Figure 5. Flowchart of training and testing process.

In our network, we assigned m prototypes for each of the two categories: vibration signals with and without EAB presence (in our experiment, each category has five prototypes). These prototypes are intended to capture the most relevant parts for recognizing these two types of vibration signals.

Finally, the prototype layer g_p generates m similarity scores, which are multiplied by the weight matrix w_h in the fully connected layer h to produce output logits. These logits are then normalized using softmax to generate prediction probabilities for different classes of the given audio. The formula is expressed as follows:softmax(w_hg_p(z)).

3.3 Training model

During the training of our MelSPPNET, we first apply stochastic gradient descent (SGD) to the convolutional layers before the final layer, followed by prototype projection, and finally convex optimization for the last layer.

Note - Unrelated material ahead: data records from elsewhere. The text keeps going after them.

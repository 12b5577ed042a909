use std::{net::SocketAddr, sync::Arc, time::Duration};

use parking_lot::Mutex;
use tokio::{
    net::UdpSocket,
    sync::{Mutex as AsyncMutex, watch},
    task::JoinHandle,
};
use tokio_util::sync::CancellationToken;
use tracing::{debug, error, info, warn};

use crate::{
    common::{
        errors::{GatewayError, GatewayResult},
        types::{GuildId, Shared},
    },
    configs::VoiceConfig,
    gateway::{
        constants::SENDER_SHUTDOWN_MS,
        credentials::Credentials,
        events::{DiagnosticCategory, EventEmitter},
        input::{AudioWriter, audio_channel},
        params::SessionParameters,
        session::{VoiceGateway, backoff::Backoff, types::SessionOutcome},
        state::{AtomicSessionState, SessionState},
        udp_link::{MediaSender, SenderStats, SenderStatsSnapshot},
    },
};

struct Running {
    supervisor: JoinHandle<GatewayResult<()>>,
    sender: JoinHandle<MediaSender>,
}

/// Whichever half of the sender is not in use: the idle sender, or the
/// tasks driving it.
struct Lifecycle {
    sender: Option<MediaSender>,
    running: Option<Running>,
}

enum Handshake {
    Ready,
    Failed(GatewayError),
    SupervisorExited(GatewayError),
}

/// One voice conversation: a signaling manager and the media sender fed by
/// the parameters it publishes, sharing one UDP socket.
pub struct VoiceSession {
    guild_id: GuildId,
    gateway: Arc<VoiceGateway>,
    writer: AudioWriter,
    stats: Arc<SenderStats>,
    config: VoiceConfig,
    events: EventEmitter,
    state: Arc<AtomicSessionState>,
    cancel_token: Mutex<CancellationToken>,
    lifecycle: Shared<Lifecycle>,
}

impl Drop for VoiceSession {
    fn drop(&mut self) {
        self.cancel_token.lock().cancel();
    }
}

impl VoiceSession {
    /// Binds the media socket and wires the sender to the signaling
    /// manager. Nothing is connected until [`start`](Self::start).
    pub async fn open(
        credentials: Credentials,
        signaling_uri: impl Into<String>,
        local_endpoint: Option<SocketAddr>,
        config: VoiceConfig,
        events: EventEmitter,
    ) -> GatewayResult<Self> {
        let guild_id = credentials.guild_id;
        let socket = Arc::new(UdpSocket::bind(config.udp_bind).await?);
        debug!(
            "[{}] Media socket bound to {}",
            guild_id,
            socket.local_addr()?
        );

        let (writer, reader) = audio_channel(config.input_capacity);
        let gateway = Arc::new(VoiceGateway::new(
            credentials,
            signaling_uri,
            local_endpoint,
            socket.clone(),
            config.clone(),
            events.clone(),
        ));
        let sender = MediaSender::new(
            guild_id,
            socket,
            reader,
            gateway.parameters(),
            events.clone(),
        );

        Ok(Self {
            guild_id,
            gateway,
            writer,
            stats: sender.stats(),
            config,
            events,
            state: Arc::new(AtomicSessionState::new(SessionState::Initialized)),
            cancel_token: Mutex::new(CancellationToken::new()),
            lifecycle: Arc::new(AsyncMutex::new(Lifecycle {
                sender: Some(sender),
                running: None,
            })),
        })
    }

    pub fn guild_id(&self) -> GuildId {
        self.guild_id
    }

    pub fn state(&self) -> SessionState {
        self.state.load()
    }

    pub fn parameters(&self) -> watch::Receiver<SessionParameters> {
        self.gateway.parameters()
    }

    pub fn stats(&self) -> SenderStatsSnapshot {
        self.stats.snapshot()
    }

    pub fn ping(&self) -> i64 {
        self.gateway.ping()
    }

    /// Where the encoder writes `u16-LE length || opus` frames.
    pub fn audio_writer(&self) -> AudioWriter {
        self.writer.clone()
    }

    pub fn set_speaking(&self, speaking: bool, delay_ms: i32) -> GatewayResult<()> {
        self.gateway.set_speaking(speaking, delay_ms)
    }

    /// Connects, completes the first handshake and starts sending.
    ///
    /// A failure before the first handshake is returned here and leaves the
    /// session stopped. Later connection losses are retried in the
    /// background; once the relay ends the session or retries run out, the
    /// sender stops and the session is back at `Initialized`.
    pub async fn start(&self) -> GatewayResult<()> {
        match self
            .state
            .try_transition(SessionState::Initialized, SessionState::Connecting)
        {
            SessionState::Initialized => {}
            SessionState::Connecting | SessionState::Connected | SessionState::Ready => {
                return Err(GatewayError::AlreadyRunning);
            }
            from => {
                return Err(GatewayError::InvalidStateTransition {
                    from,
                    to: SessionState::Connecting,
                });
            }
        }

        let mut lifecycle = self.lifecycle.lock().await;
        if let Some(ended) = lifecycle.running.take() {
            lifecycle.sender = collect(self.guild_id, ended).await;
        }
        let Some(sender) = lifecycle.sender.take() else {
            error!("[{}] Media sender was lost; cannot start", self.guild_id);
            self.state.revert_to_initialized();
            return Err(GatewayError::NotConnected);
        };

        let cancel = CancellationToken::new();
        *self.cancel_token.lock() = cancel.clone();

        let mut params = self.gateway.parameters();
        params.borrow_and_update();

        let mut supervisor = tokio::spawn(supervise(
            self.gateway.clone(),
            self.state.clone(),
            self.config.clone(),
            self.events.clone(),
            cancel.clone(),
        ));
        let sender = tokio::spawn(sender.run(cancel.clone()));

        let handshake = tokio::time::timeout(self.config.handshake_timeout(), async {
            tokio::select! {
                biased;
                res = &mut supervisor => Handshake::SupervisorExited(match res {
                    Ok(Err(e)) => e,
                    Ok(Ok(())) => GatewayError::NotConnected,
                    Err(e) => {
                        error!("[{}] Supervisor task failed: {}", self.guild_id, e);
                        GatewayError::NotConnected
                    }
                }),
                res = wait_ready(&mut params) => match res {
                    Ok(()) => Handshake::Ready,
                    Err(e) => Handshake::Failed(e),
                },
                _ = cancel.cancelled() => Handshake::Failed(GatewayError::Cancelled),
            }
        })
        .await
        .unwrap_or(Handshake::Failed(GatewayError::HandshakeTimeout));

        let err = match handshake {
            Handshake::Ready => {
                lifecycle.running = Some(Running { supervisor, sender });
                if let Err(e) = self
                    .state
                    .transition(SessionState::Connecting, SessionState::Ready)
                {
                    drop(lifecycle);
                    self.teardown().await;
                    return Err(e);
                }
                info!("[{}] Voice session started", self.guild_id);
                if cancel.is_cancelled() {
                    // Supervision ended between the handshake and here.
                    self.state
                        .try_transition(SessionState::Ready, SessionState::Initialized);
                }
                return Ok(());
            }
            Handshake::Failed(e) => {
                cancel.cancel();
                match supervisor.await {
                    // The supervisor gave up first and cancelled the run itself.
                    Ok(Err(inner)) if matches!(e, GatewayError::Cancelled) => inner,
                    Ok(Err(inner)) => {
                        debug!("[{}] Supervisor ended with: {}", self.guild_id, inner);
                        e
                    }
                    _ => e,
                }
            }
            Handshake::SupervisorExited(e) => {
                cancel.cancel();
                e
            }
        };

        lifecycle.sender = reclaim(self.guild_id, sender).await;
        self.state.revert_to_initialized();
        warn!("[{}] Voice session failed to start: {}", self.guild_id, err);
        Err(err)
    }

    /// Stops both tasks and waits until they are gone. The session can be
    /// started again.
    pub async fn stop(&self) {
        self.teardown().await;
        if self.state.revert_to_initialized() != SessionState::Initialized {
            info!("[{}] Voice session stopped", self.guild_id);
        }
    }

    /// Stops the session for good. Only the first call does anything.
    pub async fn dispose(&self) -> bool {
        let prior = self.state.swap(SessionState::Disposing);
        if prior.is_disposing() {
            return false;
        }

        self.teardown().await;
        self.gateway.dispose();
        self.state.swap(SessionState::Disposed);
        info!("[{}] Voice session disposed", self.guild_id);
        true
    }

    async fn teardown(&self) {
        self.cancel_token.lock().cancel();

        let mut lifecycle = self.lifecycle.lock().await;
        if let Some(running) = lifecycle.running.take() {
            lifecycle.sender = collect(self.guild_id, running).await;
        }
    }
}

/// Waits out both tasks of a run and returns the sender.
async fn collect(guild_id: GuildId, running: Running) -> Option<MediaSender> {
    match running.supervisor.await {
        Ok(Ok(())) => {}
        Ok(Err(e)) => debug!("[{}] Supervisor ended with: {}", guild_id, e),
        Err(e) => error!("[{}] Supervisor task failed: {}", guild_id, e),
    }
    reclaim(guild_id, running.sender).await
}

async fn wait_ready(params: &mut watch::Receiver<SessionParameters>) -> GatewayResult<()> {
    loop {
        params
            .changed()
            .await
            .map_err(|_| GatewayError::NotConnected)?;
        if params.borrow_and_update().is_ready() {
            return Ok(());
        }
    }
}

async fn reclaim(guild_id: GuildId, task: JoinHandle<MediaSender>) -> Option<MediaSender> {
    match tokio::time::timeout(Duration::from_millis(SENDER_SHUTDOWN_MS), task).await {
        Ok(Ok(sender)) => Some(sender),
        Ok(Err(e)) => {
            error!("[{}] Media sender task failed: {}", guild_id, e);
            None
        }
        Err(_) => {
            warn!("[{}] Media sender did not stop in time", guild_id);
            None
        }
    }
}

/// Keeps the signaling manager connected. When supervision ends on its
/// own rather than through `cancel`, the run's token is cancelled so the
/// sender stops, and a `Ready` session drops back to `Initialized`.
async fn supervise(
    gateway: Arc<VoiceGateway>,
    state: Arc<AtomicSessionState>,
    config: VoiceConfig,
    events: EventEmitter,
    cancel: CancellationToken,
) -> GatewayResult<()> {
    let result = keep_connected(&gateway, &config, &events, &cancel).await;
    if cancel.is_cancelled() {
        return result;
    }

    cancel.cancel();
    if state.try_transition(SessionState::Ready, SessionState::Initialized) == SessionState::Ready {
        warn!(
            "[{}] Voice session ended; start it again to reconnect",
            gateway.guild_id()
        );
    }
    result
}

/// Before the first completed handshake any ending is final; afterwards
/// lost connections are retried with backoff.
async fn keep_connected(
    gateway: &VoiceGateway,
    config: &VoiceConfig,
    events: &EventEmitter,
    cancel: &CancellationToken,
) -> GatewayResult<()> {
    let guild_id = gateway.guild_id();
    let mut backoff = Backoff::new(config.backoff_base_ms, config.max_reconnect_attempts);
    let mut established = false;

    loop {
        let handshakes = gateway.handshakes();
        let result = tokio::select! {
            _ = cancel.cancelled() => return Ok(()),
            res = gateway.run() => res,
        };

        if gateway.handshakes() > handshakes {
            established = true;
            backoff.reset();
        }

        if !established {
            return result.map(|_| ());
        }

        let err = match result {
            Ok(SessionOutcome::Shutdown) => {
                info!("[{}] Relay ended the session", guild_id);
                return Ok(());
            }
            Err(GatewayError::Cancelled) => return Ok(()),
            Err(e) if e.is_fatal() => {
                error!("[{}] Voice gateway failed: {}", guild_id, e);
                events.diagnostic(guild_id, DiagnosticCategory::Connection, e.to_string());
                return Err(e);
            }
            Ok(SessionOutcome::Reconnect) => GatewayError::NotConnected,
            Err(e) => e,
        };

        if backoff.is_exhausted() {
            error!("[{}] Max reconnect attempts reached: {}", guild_id, err);
            events.diagnostic(
                guild_id,
                DiagnosticCategory::Connection,
                format!("giving up after {} attempts: {}", config.max_reconnect_attempts, err),
            );
            return Err(err);
        }

        let delay = backoff.next();
        warn!(
            "[{}] Connection lost ({}). Reconnecting in {:?}",
            guild_id, err, delay
        );
        events.diagnostic(
            guild_id,
            DiagnosticCategory::Connection,
            format!("reconnecting in {delay:?}: {err}"),
        );

        tokio::select! {
            _ = cancel.cancelled() => return Ok(()),
            _ = tokio::time::sleep(delay) => {}
        }
    }
}
pub mod constants;
pub mod credentials;
pub mod discovery;
pub mod encryption;
pub mod events;
pub mod input;
pub mod params;
pub mod protocol;
pub mod rtp;
pub mod session;
pub mod state;
pub mod udp_link;

pub use credentials::Credentials;
pub use events::{DiagnosticCategory, EventEmitter, EventSender, VoiceEvent};
pub use input::{AudioReader, AudioWriter, audio_channel};
pub use params::{SessionKey, SessionParameters};
pub use session::{VoiceGateway, types::SessionOutcome};
pub use state::SessionState;
pub use udp_link::{MediaSender, SenderStats, SenderStatsSnapshot};
use std::path::PathBuf;

use bytes::BytesMut;
use clap::Parser;
use tokio::{io::AsyncReadExt, sync::mpsc};
use tracing::{error, info, warn};
use voxlink::{
    common::{
        logger,
        types::{AnyError, AnyResult},
    },
    configs::Config,
    gateway::{Credentials, EventEmitter, VoiceEvent},
    voice::VoiceSession,
};

/// Streams `u16-LE length || opus` frames from stdin to a voice relay.
#[derive(Parser, Debug)]
#[command(name = "voxlink", version, about)]
struct Args {
    /// Config file. Defaults to config.toml, then config.default.toml.
    #[arg(short, long)]
    config: Option<PathBuf>,

    /// Delay sent with the initial Speaking update, in ms.
    #[arg(long, default_value_t = 0)]
    delay: i32,
}

#[tokio::main]
async fn main() -> AnyResult<()> {
    let args = Args::parse();
    let config = Config::load(args.config.as_deref())?;
    logger::init(config.logging.as_ref());

    info!(
        "voxlink {} ({} @ {}, built {})",
        env!("CARGO_PKG_VERSION"),
        option_env!("GIT_BRANCH").unwrap_or("unknown"),
        option_env!("GIT_COMMIT_SHORT").unwrap_or("unknown"),
        option_env!("BUILD_TIME").unwrap_or("unknown"),
    );

    let Some(session_config) = config.session else {
        return Err("config has no [session] section".into());
    };

    let (event_tx, mut event_rx) = mpsc::unbounded_channel::<VoiceEvent>();
    tokio::spawn(async move {
        while let Some(event) = event_rx.recv().await {
            match serde_json::to_string(&event) {
                Ok(json) => info!(target: "voxlink::events", "{}", json),
                Err(e) => warn!("Failed to serialize event: {}", e),
            }
        }
    });

    let credentials = Credentials {
        user_id: session_config.user_id.into(),
        guild_id: session_config.guild_id.into(),
        session_id: session_config.session_id.into(),
        token: session_config.token,
    };

    let session = VoiceSession::open(
        credentials,
        session_config.endpoint,
        session_config.local_endpoint,
        config.voice,
        EventEmitter::new(Some(event_tx)),
    )
    .await?;

    session.start().await?;
    session.set_speaking(true, args.delay)?;

    let writer = session.audio_writer();
    let pump = async {
        let mut stdin = tokio::io::stdin();
        let mut buf = BytesMut::with_capacity(8 * 1024);
        loop {
            buf.reserve(8 * 1024);
            if stdin.read_buf(&mut buf).await? == 0 {
                return Ok::<(), AnyError>(());
            }
            writer.write_raw(buf.split().freeze()).await?;
        }
    };

    tokio::select! {
        res = pump => match res {
            Ok(()) => info!("Input ended"),
            Err(e) => error!("Input failed: {}", e),
        },
        _ = tokio::signal::ctrl_c() => info!("Interrupted"),
    }

    let stats = session.stats();
    info!(
        "Sent {} frames ({} silence, {} dropped)",
        stats.frames_sent, stats.frames_silenced, stats.frames_dropped
    );
    session.dispose().await;
    Ok(())
}
use thiserror::Error;

use crate::gateway::{protocol::EncryptionModes, state::SessionState};

/// Errors raised by the signaling manager, the media sender and the voice
/// session that composes them.
#[derive(Debug, Error)]
pub enum GatewayError {
    /// A signaling payload is missing, duplicating or mistyping a field.
    #[error("malformed {context} payload: {reason}")]
    MalformedPayload {
        context: &'static str,
        reason: String,
    },

    /// The relay does not offer `xsalsa20_poly1305_lite`.
    #[error("unsupported encryption mode (relay offered {0:?})")]
    UnsupportedMode(EncryptionModes),

    #[error("ip discovery failed: {0}")]
    DiscoveryFailure(String),

    #[error("packet encryption failed")]
    EncryptionFailure,

    #[error("voice session is not connected")]
    NotConnected,

    #[error("voice session is already running")]
    AlreadyRunning,

    #[error("invalid state transition from {from:?} to {to:?}")]
    InvalidStateTransition {
        from: SessionState,
        to: SessionState,
    },

    #[error("voice session was cancelled")]
    Cancelled,

    /// Ready carried an address that is not a literal IP.
    #[error("relay advertised an invalid media endpoint: {0}")]
    InvalidEndpoint(String),

    #[error("handshake did not complete in time")]
    HandshakeTimeout,

    #[error(transparent)]
    Io(#[from] std::io::Error),

    #[error(transparent)]
    WebSocket(#[from] tokio_tungstenite::tungstenite::Error),
}

impl GatewayError {
    /// Builds a [`GatewayError::MalformedPayload`] from a decode failure.
    pub fn malformed(context: &'static str, reason: impl std::fmt::Display) -> Self {
        Self::MalformedPayload {
            context,
            reason: reason.to_string(),
        }
    }

    /// Only a malformed message is skipped; everything else ends the run.
    pub fn is_recoverable(&self) -> bool {
        matches!(self, Self::MalformedPayload { .. })
    }

    /// Errors that no amount of reconnecting will fix.
    pub fn is_fatal(&self) -> bool {
        matches!(
            self,
            Self::UnsupportedMode(_) | Self::InvalidStateTransition { .. }
        )
    }
}

pub type GatewayResult<T> = std::result::Result<T, GatewayError>;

The SGD optimization in the convolutional layers before the final layer aims to learn a meaningful latent space in which the most important signal patches for vibration signal classification are clustered around prototypes with L² distance in the semantic vicinity of the vibration signal's true class, and clusters with prototypes centered on different classes are well separated. To achieve this effect, we jointly optimize the convolutional layer parameters w_conv and the prototypes in the prototype layer g_p with SGD, while keeping the weights w_h in the last layer fixed. In this process, our objective is to solve the optimization problem, as shown in Equation (1):

\begin{array}{c} min_{P, w_{c o n v}} \frac{1}{n} \sum_{i = 1}^{n} C r s E n t (h \circ g_{p} \circ f (x_{i}), y_{i}) + λ_{1} C l s t + λ_{2} S e p & (1) \end{array}

Clst and Sep are defined as shown in Equation (2) and Equation (3)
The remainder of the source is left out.